** Opening Stored data block **

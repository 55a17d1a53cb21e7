use std::collections::HashSet;
use std::time::Duration;

use arachne_core::broker::Broker;
use arachne_db::{Database, PgBroker};

use crate::integration::common::setup_test_db;

#[tokio::test]
async fn test_incr_starts_from_zero() {
    let (pool, _container) = setup_test_db().await;
    let broker = PgBroker::new(pool);

    assert_eq!(broker.incr("urls_found").await.unwrap(), 1);
    assert_eq!(broker.incr("urls_found").await.unwrap(), 2);
    assert_eq!(broker.get("urls_found").await.unwrap().as_deref(), Some("2"));
}

#[tokio::test]
async fn test_concurrent_incr_loses_nothing() {
    let (pool, _container) = setup_test_db().await;
    let broker = PgBroker::new(pool);

    let mut tasks = Vec::new();
    for _ in 0..8 {
        let broker = broker.clone();
        tasks.push(tokio::spawn(async move {
            for _ in 0..10 {
                broker.incr("counter").await.unwrap();
            }
        }));
    }
    for task in tasks {
        task.await.unwrap();
    }

    assert_eq!(broker.get("counter").await.unwrap().as_deref(), Some("80"));
}

#[tokio::test]
async fn test_set_add_admits_each_member_once() {
    let (pool, _container) = setup_test_db().await;
    let broker = PgBroker::new(pool);

    let mut tasks = Vec::new();
    for _ in 0..6 {
        let broker = broker.clone();
        tasks.push(tokio::spawn(async move {
            broker.set_add("visited_urls", "https://a.com/").await.unwrap()
        }));
    }
    let mut winners = 0;
    for task in tasks {
        if task.await.unwrap() {
            winners += 1;
        }
    }

    assert_eq!(winners, 1);
    assert!(broker.set_contains("visited_urls", "https://a.com/").await.unwrap());
    assert!(!broker.set_contains("visited_urls", "https://b.com/").await.unwrap());
    assert_eq!(broker.set_card("visited_urls").await.unwrap(), 1);
}

#[tokio::test]
async fn test_queue_is_fifo() {
    let (pool, _container) = setup_test_db().await;
    let broker = PgBroker::new(pool);

    for item in ["a", "b", "c"] {
        broker.push("explored_queue", item).await.unwrap();
    }
    assert_eq!(broker.queue_len("explored_queue").await.unwrap(), 3);

    let timeout = Duration::from_millis(100);
    assert_eq!(broker.pop_blocking("explored_queue", timeout).await.unwrap().as_deref(), Some("a"));
    assert_eq!(broker.pop_blocking("explored_queue", timeout).await.unwrap().as_deref(), Some("b"));
    assert_eq!(broker.pop_blocking("explored_queue", timeout).await.unwrap().as_deref(), Some("c"));
    assert_eq!(broker.queue_len("explored_queue").await.unwrap(), 0);
}

#[tokio::test]
async fn test_pop_times_out_on_empty_queue() {
    let (pool, _container) = setup_test_db().await;
    let broker = PgBroker::new(pool).with_poll_interval(Duration::from_millis(20));

    let started = std::time::Instant::now();
    let popped = broker
        .pop_blocking("exploit_queue", Duration::from_millis(150))
        .await
        .unwrap();

    assert!(popped.is_none());
    assert!(started.elapsed() >= Duration::from_millis(150));
}

#[tokio::test]
async fn test_pop_waits_for_late_push() {
    let (pool, _container) = setup_test_db().await;
    let broker = PgBroker::new(pool).with_poll_interval(Duration::from_millis(20));

    let pusher = broker.clone();
    tokio::spawn(async move {
        tokio::time::sleep(Duration::from_millis(100)).await;
        pusher.push("exploit_queue", "late").await.unwrap();
    });

    let popped = broker
        .pop_blocking("exploit_queue", Duration::from_secs(2))
        .await
        .unwrap();
    assert_eq!(popped.as_deref(), Some("late"));
}

#[tokio::test]
async fn test_each_item_popped_exactly_once() {
    let (pool, _container) = setup_test_db().await;
    let broker = PgBroker::new(pool).with_poll_interval(Duration::from_millis(10));

    for i in 0..40 {
        broker.push("explored_queue", &i.to_string()).await.unwrap();
    }

    let mut tasks = Vec::new();
    for _ in 0..4 {
        let broker = broker.clone();
        tasks.push(tokio::spawn(async move {
            let mut got = Vec::new();
            while let Some(item) = broker
                .pop_blocking("explored_queue", Duration::from_millis(100))
                .await
                .unwrap()
            {
                got.push(item);
            }
            got
        }));
    }

    let mut all = Vec::new();
    for task in tasks {
        all.extend(task.await.unwrap());
    }
    let unique: HashSet<_> = all.iter().cloned().collect();
    assert_eq!(all.len(), 40);
    assert_eq!(unique.len(), 40);
}

#[tokio::test]
async fn test_stream_preserves_append_order() {
    let (pool, _container) = setup_test_db().await;
    let broker = PgBroker::new(pool);

    let first = broker.stream_append("results_stream", "one").await.unwrap();
    let second = broker.stream_append("results_stream", "two").await.unwrap();
    broker.stream_append("other_stream", "x").await.unwrap();
    assert!(second > first);

    let entries = broker.stream_range("results_stream").await.unwrap();
    let payloads: Vec<_> = entries.iter().map(|e| e.payload.as_str()).collect();
    assert_eq!(payloads, vec!["one", "two"]);
    assert_eq!(entries[0].id, first);
}

#[tokio::test]
async fn test_publish_reaches_subscriber() {
    let (pool, _container) = setup_test_db().await;
    let broker = PgBroker::new(pool);

    let mut rx = broker.subscribe("scraper_control").await.unwrap();
    broker
        .publish("scraper_control", r#"{"command":"stop"}"#)
        .await
        .unwrap();

    let message = tokio::time::timeout(Duration::from_secs(5), rx.recv())
        .await
        .expect("notification not delivered");
    assert_eq!(message.as_deref(), Some(r#"{"command":"stop"}"#));
}

#[tokio::test]
async fn test_delete_clears_every_kind_of_key() {
    let (pool, _container) = setup_test_db().await;
    let broker = PgBroker::new(pool);

    broker.set("stop_signal", "1").await.unwrap();
    broker.set_add("visited_urls", "https://a.com/").await.unwrap();
    broker.push("explored_queue", "item").await.unwrap();
    broker.stream_append("results_stream", "r").await.unwrap();

    for key in ["stop_signal", "visited_urls", "explored_queue", "results_stream"] {
        broker.delete(key).await.unwrap();
    }

    assert_eq!(broker.get("stop_signal").await.unwrap(), None);
    assert_eq!(broker.set_card("visited_urls").await.unwrap(), 0);
    assert_eq!(broker.queue_len("explored_queue").await.unwrap(), 0);
    assert!(broker.stream_range("results_stream").await.unwrap().is_empty());
}

#[tokio::test]
async fn test_set_overwrites_value() {
    let (pool, _container) = setup_test_db().await;
    let broker = Database::from_pool(pool).broker();

    broker.set("stop_signal", "0").await.unwrap();
    broker.set("stop_signal", "1").await.unwrap();
    assert_eq!(broker.get("stop_signal").await.unwrap().as_deref(), Some("1"));
}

** Closing Stored data block **

What you will do » Repeat exactly the lines from the first line of the records above through the line containing "async fn test_queue_is_fifo()", both included, and nothing else.

Written answer »
repository 55a17d1a53cb21e7
use std::collections::HashSet;
use std::time::Duration;

use arachne_core::broker::Broker;
use arachne_db::{Database, PgBroker};

use crate::integration::common::setup_test_db;

#[tokio::test]
async fn test_incr_starts_from_zero() {
    let (pool, _container) = setup_test_db().await;
    let broker = PgBroker::new(pool);

    assert_eq!(broker.incr("urls_found").await.unwrap(), 1);
    assert_eq!(broker.incr("urls_found").await.unwrap(), 2);
    assert_eq!(broker.get("urls_found").await.unwrap().as_deref(), Some("2"));
}

#[tokio::test]
async fn test_concurrent_incr_loses_nothing() {
    let (pool, _container) = setup_test_db().await;
    let broker = PgBroker::new(pool);

    let mut tasks = Vec::new();
    for _ in 0..8 {
        let broker = broker.clone();
        tasks.push(tokio::spawn(async move {
            for _ in 0..10 {
                broker.incr("counter").await.unwrap();
            }
        }));
    }
    for task in tasks {
        task.await.unwrap();
    }

    assert_eq!(broker.get("counter").await.unwrap().as_deref(), Some("80"));
}

#[tokio::test]
async fn test_set_add_admits_each_member_once() {
    let (pool, _container) = setup_test_db().await;
    let broker = PgBroker::new(pool);

    let mut tasks = Vec::new();
    for _ in 0..6 {
        let broker = broker.clone();
        tasks.push(tokio::spawn(async move {
            broker.set_add("visited_urls", "https://a.com/").await.unwrap()
        }));
    }
    let mut winners = 0;
    for task in tasks {
        if task.await.unwrap() {
            winners += 1;
        }
    }

    assert_eq!(winners, 1);
    assert!(broker.set_contains("visited_urls", "https://a.com/").await.unwrap());
    assert!(!broker.set_contains("visited_urls", "https://b.com/").await.unwrap());
    assert_eq!(broker.set_card("visited_urls").await.unwrap(), 1);
}

#[tokio::test]
async fn test_queue_is_fifo() {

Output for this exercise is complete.